In the article I mentioned above, there’s a section about the top level context, and how it’s attached to $. So I added a dollar sign in front of my .Scratch, like so: $.Scratch, and lo and behold, it got filled round after round while range looped over all the pages in my category. Hurray!

Getting the links to tags

This was easy. I started by assembling all the tags in the site (range .Site.Taxonomies.tags.ByCount). First I thought it was a good idea to get their names and intersect those with the list I had in my .Scratch, but then I realised I still had to look up the page objects in .Site.Taxonomies.tags.ByCount to get the links to the tags, and was doing the same thing twice.

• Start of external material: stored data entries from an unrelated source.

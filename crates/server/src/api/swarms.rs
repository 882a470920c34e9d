//! Swarm session and library API handlers.

use std::sync::Arc;

use axum::{
    extract::{Path, State},
    http::StatusCode,
    response::IntoResponse,
    Json,
};
use serde::{Deserialize, Serialize};

use hayase_core::{EngineError, LibraryEntry, PlayableFile, SessionStats};

use crate::state::AppState;

// ============================================================================
// Request/Response types
// ============================================================================

#[derive(Debug, Deserialize)]
pub struct PlayRequest {
    /// Hash, magnet URI, torrent URL or .torrent path.
    pub identifier: String,
    #[serde(default)]
    pub catalog_id: i64,
    #[serde(default)]
    pub episode: u32,
    /// Return immediately instead of waiting for swarm metadata.
    #[serde(default)]
    pub detached: bool,
}

#[derive(Debug, Serialize)]
pub struct PlayResponse {
    pub files: Vec<PlayableFile>,
}

#[derive(Debug, Serialize)]
pub struct DetachedPlayResponse {
    pub detached: bool,
    pub identifier: String,
}

#[derive(Debug, Serialize)]
pub struct SwarmListResponse {
    pub swarms: Vec<SessionStats>,
    pub count: usize,
}

#[derive(Debug, Serialize)]
pub struct LibraryResponse {
    pub entries: Vec<LibraryEntry>,
    pub count: usize,
}

#[derive(Debug, Serialize)]
pub struct LibraryStatsResponse {
    pub entries: usize,
    pub total_bytes: u64,
}

#[derive(Debug, Serialize)]
pub struct DeletedResponse {
    pub deleted: usize,
}

#[derive(Debug, Serialize)]
pub struct ErrorResponse {
    pub error: String,
}

fn engine_error_response(e: EngineError) -> (StatusCode, Json<ErrorResponse>) {
    let status = match e {
        EngineError::SwarmNotFound(_) | EngineError::FileNotFound(_) => StatusCode::NOT_FOUND,
        EngineError::InvalidIdentifier(_) => StatusCode::BAD_REQUEST,
        EngineError::Timeout => StatusCode::GATEWAY_TIMEOUT,
        _ => StatusCode::INTERNAL_SERVER_ERROR,
    };
    (
        status,
        Json(ErrorResponse {
            error: e.to_string(),
        }),
    )
}

// ============================================================================
// Handlers
// ============================================================================

/// POST /api/v1/swarms/play
///
/// Join (or resume) a swarm and return its playable files with
/// streaming URLs. With `detached: true` the join proceeds in the
/// background and a 202 comes back immediately.
pub async fn play(
    State(state): State<Arc<AppState>>,
    Json(request): Json<PlayRequest>,
) -> impl IntoResponse {
    if request.detached {
        state.sessions().play_detached(
            request.identifier.clone(),
            request.catalog_id,
            request.episode,
        );
        return (
            StatusCode::ACCEPTED,
            Json(DetachedPlayResponse {
                detached: true,
                identifier: request.identifier,
            }),
        )
            .into_response();
    }

    match state
        .sessions()
        .play(&request.identifier, request.catalog_id, request.episode)
        .await
    {
        Ok(files) => Json(PlayResponse { files }).into_response(),
        Err(e) => engine_error_response(e).into_response(),
    }
}

/// GET /api/v1/swarms
///
/// Live statistics for every active swarm.
pub async fn list_swarms(State(state): State<Arc<AppState>>) -> Json<SwarmListResponse> {
    let swarms = state.sessions().all_stats().await;
    let count = swarms.len();
    Json(SwarmListResponse { swarms, count })
}

/// GET /api/v1/swarms/{hash}/stats
pub async fn get_stats(
    State(state): State<Arc<AppState>>,
    Path(hash): Path<String>,
) -> impl IntoResponse {
    match state.sessions().stats(&hash).await {
        Ok(stats) => Json(stats).into_response(),
        Err(e) => engine_error_response(e).into_response(),
    }
}

/// DELETE /api/v1/swarms/{hash}
///
/// Final snapshot, then release the swarm.
pub async fn close(
    State(state): State<Arc<AppState>>,
    Path(hash): Path<String>,
) -> impl IntoResponse {
    match state.sessions().close(&hash).await {
        Ok(()) => StatusCode::NO_CONTENT.into_response(),
        Err(e) => engine_error_response(e).into_response(),
    }
}

/// GET /api/v1/library
pub async fn list_library(State(state): State<Arc<AppState>>) -> Json<LibraryResponse> {
    let entries = state.sessions().library();
    let count = entries.len();
    Json(LibraryResponse { entries, count })
}

/// GET /api/v1/library/stats
pub async fn library_stats(State(state): State<Arc<AppState>>) -> Json<LibraryStatsResponse> {
    let (entries, total_bytes) = state.sessions().cache_stats();
    Json(LibraryStatsResponse {
        entries,
        total_bytes,
    })
}

/// GET /api/v1/library/{catalog_id}
pub async fn catalog_entries(
    State(state): State<Arc<AppState>>,
    Path(catalog_id): Path<i64>,
) -> Json<LibraryResponse> {
    let entries = state.sessions().cached_episodes(catalog_id);
    let count = entries.len();
    Json(LibraryResponse { entries, count })
}

/// DELETE /api/v1/library/{catalog_id}
///
/// Drop every cached record of one catalog item. Resident swarms are
/// skipped.
pub async fn clear_catalog(
    State(state): State<Arc<AppState>>,
    Path(catalog_id): Path<i64>,
) -> Json<DeletedResponse> {
    let deleted = state.sessions().clear_catalog_cache(catalog_id).await;
    Json(DeletedResponse { deleted })
}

All I needed was to check if the objects name was in my scratched list, and get the title and link. the in function did the trick.

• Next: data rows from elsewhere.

//! Types for the persistent swarm metadata cache.

use chrono::{DateTime, Utc};
use serde::{Deserialize, Serialize};
use thiserror::Error;

/// Errors that can occur during store operations.
///
/// The cache is advisory: callers log these and carry on.
#[derive(Debug, Error)]
pub enum StoreError {
    #[error("Cache I/O error: {0}")]
    Io(#[from] std::io::Error),

    #[error("Cache serialization error: {0}")]
    Serialize(#[from] serde_json::Error),
}

/// Persisted per-swarm record, one JSON file per content hash.
#[derive(Debug, Clone, PartialEq, Serialize, Deserialize)]
pub struct SwarmMetadata {
    /// Info hash (lowercase hex). Primary key.
    pub hash: String,
    /// Catalog item this swarm was played for.
    pub catalog_id: i64,
    /// Episode/part number within the catalog item.
    pub episode: u32,
    /// Display name.
    pub name: String,
    /// Total content size in bytes.
    pub size_bytes: u64,
    /// Last known download progress, 0.0 - 1.0.
    pub progress: f64,
    /// Number of files in the swarm.
    pub file_count: u32,
    /// Announce endpoints.
    #[serde(default)]
    pub announce: Vec<String>,
    /// Whether the swarm is marked private.
    #[serde(default)]
    pub private: bool,
    /// When this record was last written.
    pub touched_at: DateTime<Utc>,
}

/// Listing projection of a cached swarm. Derived, never stored.
#[derive(Debug, Clone, Serialize, Deserialize)]
pub struct LibraryEntry {
    pub catalog_id: i64,
    pub episode: u32,
    pub hash: String,
    pub progress: f64,
    pub size_bytes: u64,
    pub name: String,
    pub file_count: u32,
    pub touched_at: DateTime<Utc>,
}

impl From<&SwarmMetadata> for LibraryEntry {
    fn from(meta: &SwarmMetadata) -> Self {
        Self {
            catalog_id: meta.catalog_id,
            episode: meta.episode,
            hash: meta.hash.clone(),
            progress: meta.progress,
            size_bytes: meta.size_bytes,
            name: meta.name.clone(),
            file_count: meta.file_count,
            touched_at: meta.touched_at,
        }
    }
}

#[cfg(test)]
mod tests {
    use super::*;

    fn sample_metadata() -> SwarmMetadata {
        SwarmMetadata {
            hash: "abcdef0123456789abcdef0123456789abcdef01".to_string(),
            catalog_id: 42,
            episode: 3,
            name: "Example Show - 03".to_string(),
            size_bytes: 700 * 1024 * 1024,
            progress: 0.25,
            file_count: 1,
            announce: vec!["http://tracker.example/announce".to_string()],
            private: false,
            touched_at: Utc::now(),
        }
    }

    #[test]
    fn test_metadata_round_trips_through_json() {
        let meta = sample_metadata();
        let json = serde_json::to_string(&meta).unwrap();
        let parsed: SwarmMetadata = serde_json::from_str(&json).unwrap();
        assert_eq!(parsed, meta);
    }

    #[test]
    fn test_metadata_defaults_for_missing_fields() {
        // Records written by older builds may lack announce/private.
        let json = r#"{
            "hash": "abcdef0123456789abcdef0123456789abcdef01",
            "catalog_id": 1,
            "episode": 1,
            "name": "x",
            "size_bytes": 10,
            "progress": 0.0,
            "file_count": 1,
            "touched_at": "2025-01-01T00:00:00Z"
        }"#;
        let parsed: SwarmMetadata = serde_json::from_str(json).unwrap();
        assert!(parsed.announce.is_empty());
        assert!(!parsed.private);
    }

    #[test]
    fn test_library_entry_projection() {
        let meta = sample_metadata();
        let entry = LibraryEntry::from(&meta);
        assert_eq!(entry.hash, meta.hash);
        assert_eq!(entry.catalog_id, meta.catalog_id);
        assert_eq!(entry.episode, meta.episode);
        assert_eq!(entry.size_bytes, meta.size_bytes);
    }
}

And there it is, a tag list for the current category. A lot of learning went into those few lines of code.

Afterthoughts

Pages and dollars

I was seriously thrown off by the meaning of Page and Pages. Just like the dot, their meaning changes with the context. And then what you’re working on is a page too, so that was seriously confusing. Finding that explanation of the $ really helped a lot. I’m sure it’s in the docs somewhere, and once you know it, it’s unlikely you’ll ever forget, but for newbies like me it isn’t an obvious thing.
Edit: found it, it’s in the Templating Introduction.

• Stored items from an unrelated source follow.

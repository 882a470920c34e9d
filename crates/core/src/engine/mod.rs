//! Transfer engine abstraction.
//!
//! This module draws the boundary around the wire-level swarm
//! implementation. Everything above it (sessions, streaming, caching)
//! talks to a `TransferEngine`; the embedded librqbit backend is the
//! production implementation.

mod librqbit;
mod types;

pub use librqbit::LibrqbitEngine;
pub use types::*;
//! Types for the transfer engine boundary.

use std::path::PathBuf;

use async_trait::async_trait;
use regex_lite::Regex;
use serde::{Deserialize, Serialize};
use thiserror::Error;

/// Errors that can occur during transfer engine operations.
#[derive(Debug, Error)]
pub enum EngineError {
    #[error("Failed to join swarm: {0}")]
    JoinFailed(String),

    #[error("Swarm not found: {0}")]
    SwarmNotFound(String),

    #[error("File not found in swarm: {0}")]
    FileNotFound(String),

    #[error("Unable to resolve identifier: {0}")]
    InvalidIdentifier(String),

    #[error("Timed out waiting for swarm metadata")]
    Timeout,

    #[error("I/O error: {0}")]
    Io(String),
}

/// A user-supplied swarm identifier, classified.
///
/// Mirrors the identifier kinds a play request can carry: a bare
/// 40-char hex info hash, a magnet link, an http(s) link to a .torrent
/// file, or a local .torrent path.
#[derive(Debug, Clone, PartialEq, Eq)]
pub enum SwarmSource {
    Hash(String),
    Magnet(String),
    TorrentUrl(String),
    TorrentFile(PathBuf),
}

impl SwarmSource {
    /// Classify a raw identifier string.
    pub fn parse(identifier: &str) -> Result<Self, EngineError> {
        let id = identifier.trim();
        if id.is_empty() {
            return Err(EngineError::InvalidIdentifier(
                "empty identifier".to_string(),
            ));
        }

        if id.len() == 40 && id.chars().all(|c| c.is_ascii_hexdigit()) {
            return Ok(SwarmSource::Hash(id.to_lowercase()));
        }

        if id.starts_with("magnet:") {
            return Ok(SwarmSource::Magnet(id.to_string()));
        }

        if id.starts_with("http://") || id.starts_with("https://") {
            return Ok(SwarmSource::TorrentUrl(id.to_string()));
        }

        Ok(SwarmSource::TorrentFile(PathBuf::from(id)))
    }

    /// The info hash, when it can be determined without contacting the
    /// engine (bare hashes and magnets carrying a btih). Lowercase hex.
    pub fn info_hash(&self) -> Option<String> {
        match self {
            SwarmSource::Hash(h) => Some(h.clone()),
            SwarmSource::Magnet(uri) => {
                let re = Regex::new(r"xt=urn:btih:([0-9a-fA-F]{40})").ok()?;
                re.captures(uri)
                    .map(|c| c[1].to_lowercase())
            }
            _ => None,
        }
    }

    /// Tracker endpoints carried by a magnet's `tr=` params.
    pub fn trackers(&self) -> Vec<String> {
        let SwarmSource::Magnet(uri) = self else {
            return Vec::new();
        };
        let Some((_, query)) = uri.split_once('?') else {
            return Vec::new();
        };
        query
            .split('&')
            .filter_map(|kv| kv.strip_prefix("tr="))
            .filter_map(|v| urlencoding::decode(v).ok())
            .map(|v| v.into_owned())
            .collect()
    }
}

/// Swarm-level facts available once the engine has its metadata.
#[derive(Debug, Clone, Serialize, Deserialize)]
pub struct JoinedSwarm {
    /// Info hash (lowercase hex).
    pub hash: String,
    /// Display name.
    pub name: String,
    /// Total content size in bytes.
    pub size_bytes: u64,
    /// Number of files.
    pub file_count: u32,
    /// Whether the swarm is marked private (no DHT/PEX).
    pub private: bool,
    /// Announce endpoints known at join time.
    pub trackers: Vec<String>,
}

/// A file within a joined swarm.
#[derive(Debug, Clone, Serialize, Deserialize)]
pub struct SwarmFile {
    /// Position within the swarm's file list.
    pub index: usize,
    /// Display path, unique within the swarm.
    pub display_path: String,
    /// Size in bytes.
    pub size_bytes: u64,
}

/// Cumulative transfer counters for a swarm. Monotonic.
#[derive(Debug, Clone, Copy, Default, Serialize, Deserialize)]
pub struct TransferCounters {
    pub bytes_read: u64,
    pub bytes_written: u64,
}

/// A connected peer.
#[derive(Debug, Clone, Serialize, Deserialize)]
pub struct PeerInfo {
    /// Remote address, when the engine exposes it.
    pub addr: Option<String>,
    /// Whether the peer advertises at least one piece we could fetch.
    pub has_pieces: bool,
}

/// Piece geometry for a swarm.
#[derive(Debug, Clone, Copy, Default, Serialize, Deserialize)]
pub struct PieceInfo {
    pub count: u32,
    pub length: u32,
}

/// The opaque transfer engine boundary.
///
/// Everything below this trait (peer discovery, piece selection, the
/// wire protocol) belongs to the backend. Callers get piece-prioritized
/// range reads, cumulative counters and peer enumeration, nothing more.
#[async_trait]
pub trait TransferEngine: Send + Sync {
    /// Backend name for logging.
    fn name(&self) -> &str;

    /// Join a swarm and block until its basic metadata (file list,
    /// sizes) is available.
    async fn join(&self, source: &SwarmSource) -> Result<JoinedSwarm, EngineError>;

    /// File list of a joined swarm.
    async fn files(&self, hash: &str) -> Result<Vec<SwarmFile>, EngineError>;

    /// Cumulative bytes read/written for a joined swarm.
    async fn counters(&self, hash: &str) -> Result<TransferCounters, EngineError>;

    /// Currently connected peers.
    async fn peers(&self, hash: &str) -> Result<Vec<PeerInfo>, EngineError>;

    /// Piece count and length.
    async fn piece_info(&self, hash: &str) -> Result<PieceInfo, EngineError>;

    /// Read `[start, end)` of one file, prioritizing the backing pieces
    /// so playback can run ahead of the bulk transfer.
    async fn read_range(
        &self,
        hash: &str,
        file_index: usize,
        start: u64,
        end: u64,
    ) -> Result<Vec<u8>, EngineError>;

    /// Mark the whole swarm for download.
    async fn download_all(&self, hash: &str) -> Result<(), EngineError>;

    /// Release a swarm, optionally deleting its on-disk data.
    async fn release(&self, hash: &str, delete_files: bool) -> Result<(), EngineError>;
}

#[cfg(test)]
mod tests {
    use super::*;

    #[test]
    fn test_parse_bare_hash() {
        let hash = "ABCDEF0123456789ABCDEF0123456789ABCDEF01";
        let source = SwarmSource::parse(hash).unwrap();
        assert_eq!(
            source,
            SwarmSource::Hash(hash.to_lowercase())
        );
        assert_eq!(source.info_hash().unwrap(), hash.to_lowercase());
    }

    #[test]
    fn test_parse_magnet_extracts_btih() {
        let uri = "magnet:?xt=urn:btih:abcdef0123456789abcdef0123456789abcdef01&dn=show";
        let source = SwarmSource::parse(uri).unwrap();
        assert!(matches!(source, SwarmSource::Magnet(_)));
        assert_eq!(
            source.info_hash().unwrap(),
            "abcdef0123456789abcdef0123456789abcdef01"
        );
    }

    #[test]
    fn test_parse_magnet_trackers() {
        let uri = "magnet:?xt=urn:btih:abcdef0123456789abcdef0123456789abcdef01\
                   &tr=http%3A%2F%2Ftracker.example%3A7777%2Fannounce\
                   &tr=udp%3A%2F%2Fopen.example%3A80%2Fannounce";
        let source = SwarmSource::parse(uri).unwrap();
        let trackers = source.trackers();
        assert_eq!(
            trackers,
            vec![
                "http://tracker.example:7777/announce".to_string(),
                "udp://open.example:80/announce".to_string(),
            ]
        );
    }

    #[test]
    fn test_parse_url_and_file() {
        assert!(matches!(
            SwarmSource::parse("https://example.org/x.torrent").unwrap(),
            SwarmSource::TorrentUrl(_)
        ));
        assert!(matches!(
            SwarmSource::parse("/tmp/x.torrent").unwrap(),
            SwarmSource::TorrentFile(_)
        ));
    }

    #[test]
    fn test_parse_empty_is_invalid() {
        assert!(matches!(
            SwarmSource::parse("  "),
            Err(EngineError::InvalidIdentifier(_))
        ));
    }

    #[test]
    fn test_hash_of_url_is_unknown() {
        let source = SwarmSource::parse("https://example.org/x.torrent").unwrap();
        assert!(source.info_hash().is_none());
        assert!(source.trackers().is_empty());
    }
}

You actually don’t need .Scratch (or $.Scratch) if you use a recent version of Hugo

Hugo now supports $variables in templates, so you could use those as well. However, I think using .Scratch and $.Scratch isn’t a bad thing. Having to add that dollar or not really makes you think about the scope, and also gives an immediate visual clue. I’m a sysadmin and cloud engineer and have used a lot of Bash, zsh and Python. Hugo scoping is a bit different, and that dollar sure helps!

2 Likes

Well duh!
I just realised .Count returns the total number of occurrences of a tag in the whole site, not just in the context we call this.

I don’t display the count, I only use it to sort the list of tags. But if you want to display the count for just the context you call this snippet in, you have to tally the number of tags and build a frequency map.

The code then becomes:

{{ $.Scratch.Set "tags" (slice) }}
{{ range .Data.Pages }}
  {{ range .Params.tags }}
    {{ $.Scratch.Add "tags" . }}
  {{end}}
{{end}}

<!-- Make a frequency map of the tags in this context -->
{{ $.Scratch.Set "freq" dict }}
{{ range $.Scratch.Get "tags" }}
  {{ $.Scratch.SetInMap "freq" . 0}}
{{ end }}
{{ range $.Scratch.Get "tags" }}
  {{ $.Scratch.SetInMap "freq" . (add (index ($.Scratch.Get "freq") .) 1)}}
{{ end }}

<!-- Get all tags and show only if in current context -->
{{ range .Site.Taxonomies.tags.ByCount }}
  {{ if in ($.Scratch.Get "tags" |uniq) .Name }}
    <li>
      <a href="{{ .Page.Permalink }}">{{ .Page.Title }}</a> ({{ index ($.Scratch.Get "freq") .Name }}/{{ .Count }})
    </li>
  {{ end }}
{{ end }}

I had a similar problem to collect “SVG icon usage” and switched fro scratch to store.